The subject of ‘Youth’ linked to the need for new ‘leadership’ has been much in the news of late. From Egypt to Algeria, Tunisia to Syria, Bahrain to Libya and beyond to Ivory Coast and Zimbabwe, the talk, or at least the talk of many commentators in the media, is of disaffected, educated and mostly under-employed ‘youth’ challenging the aged political elites.
Hardly a day goes by in Kenya when a newspaper columnist doesn’t tackle the subject of ‘youth’ and ‘leadership’ but being columnists they can’t agree on what is happening now or what is needed for the future.
The debate seems to be divided between the ‘out with the old and in with the new’ argument calling for a ‘generational shift’ from the old, corrupt and cynical leaders to new, dynamic and honest young leadership, and the more conservative line of conserving that which is good, get rid of the bad and look to a new ‘generational mix’.
According to press reports based on yet more Wikileaks, the US is to press ahead with Sh3.6 billion funding of ‘youth projects’ in Kenya aimed largely at ‘edging out the old leaders’.
A meant-to-be secret letter from US ambassador Michael Ranneberger to Secretary of State Hiliary Clinton (but of course secret no longer), said that the embassy was fully behind youth groups whose “ultimate objective is the emergence of alternative political leadership”. Youth groups funded by the US would also be used to promote reforms through “domestically-driven pressure”.
So the US seems to be erring on the side of ‘generational shift’ through “domestically-driven pressure” – domestically driven from the USA that is.
Very much on the ‘generational shift’ side of the argument it would seem was Maina Kiai writing in The Nation. “Power cannot be given; it must be taken… The discourse must draw a clear line and drive the point home that the choice is between the past and the future”, he concluded at the end of a hard-hitting article.
The headline above an article by Professor Egara Kabaji, also writing in The Nation two days later, gave his position away from the outset: ‘We need a generational mix, not shift’.
‘The old guard have not acted alone’, he declared, but have ‘been actively aided by the so-called youthful leaders’, and that, ‘Most of the youth we elect have let Kenyans down’. It is ‘important to think of a generational mix with focus on new ideas in political and economic leadership rather than an empty generation shift that perpetuates the old order’, the good Professor argued.

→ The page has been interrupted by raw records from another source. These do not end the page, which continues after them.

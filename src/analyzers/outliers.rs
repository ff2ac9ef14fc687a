use serde::Serialize;
use tracing::debug;

use crate::analyzers::descriptive::quantile;
use crate::utils::constants::IQR_MULTIPLIER;

/// IQR fences and the records that fall strictly outside them, for one
/// metric.
#[derive(Debug, Clone, Serialize)]
pub struct OutlierReport {
    pub metric: String,
    pub q1: f64,
    pub q3: f64,
    pub iqr: f64,
    pub lower_bound: f64,
    pub upper_bound: f64,
    pub outlier_count: usize,
    pub outlier_percentage: f64,
    pub total_records: usize,
}

pub struct OutlierDetector {
    multiplier: f64,
}

impl OutlierDetector {
    pub fn new() -> Self {
        Self {
            multiplier: IQR_MULTIPLIER,
        }
    }

    /// Classify the present values of a metric against Q1/Q3 ± multiplier·IQR
    /// fences. Quantiles use linear interpolation over the present values;
    /// the percentage denominator counts every record, missing included.
    /// Returns `None` when the metric has no present values, so one empty
    /// metric never aborts the others.
    pub fn detect(&self, metric: &str, values: &[Option<f64>]) -> Option<OutlierReport> {
        let total_records = values.len();
        let mut present: Vec<f64> = values
            .iter()
            .flatten()
            .copied()
            .filter(|v| v.is_finite())
            .collect();
        if present.is_empty() {
            debug!(metric, "no present values, skipping outlier detection");
            return None;
        }
        present.sort_by(|a, b| a.total_cmp(b));

        let q1 = quantile(&present, 0.25)?;
        let q3 = quantile(&present, 0.75)?;
        let iqr = q3 - q1;
        let lower_bound = q1 - self.multiplier * iqr;
        let upper_bound = q3 + self.multiplier * iqr;

        let outlier_count = present
            .iter()
            .filter(|v| **v < lower_bound || **v > upper_bound)
            .count();

        Some(OutlierReport {
            metric: metric.to_string(),
            q1,
            q3,
            iqr,
            lower_bound,
            upper_bound,
            outlier_count,
            outlier_percentage: outlier_count as f64 / total_records as f64 * 100.0,
            total_records,
        })
    }
}

impl Default for OutlierDetector {
    fn default() -> Self {
        Self::new()
    }
}
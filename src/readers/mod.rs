pub mod segment_reader;

pub use segment_reader::SegmentReader;
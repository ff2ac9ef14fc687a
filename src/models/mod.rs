pub mod location;
pub mod segment;
pub mod trip;

pub use location::{LocationField, LocationParts};
pub use segment::{RawSegmentRow, SegmentRecord};
pub use trip::TripRecord;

What was needed was ‘visionary leadership’, ‘new systems’ and ‘high-voltage thinking’, something not determined by age. The Prof surely has a point.
Michael Ranneberger is no spring chicken and the Forum team don’t know the ages of Mr Kiai and Professor Kabaji but guess they are moving beyond ‘youthful’. So let us leave the last word to someone who is undoubtedly youthful and part of the next generation.
Writing in The Young Kenyan Leader, Joan Wanjiru Njiru who the Forum would guess to be aged 16 or 17 years old judging by her photograph, declared, ‘Africa needs leadership that is for the people… African leaders need to realize that the people’s health is what matters; their education is what is of great importance and decent shelter for them tops the list of priorities. Leadership, whose core is the people, is able to build the Kenya and Africa we want’.
High voltage and visionary Miss Njiru says the Forum. Lead on.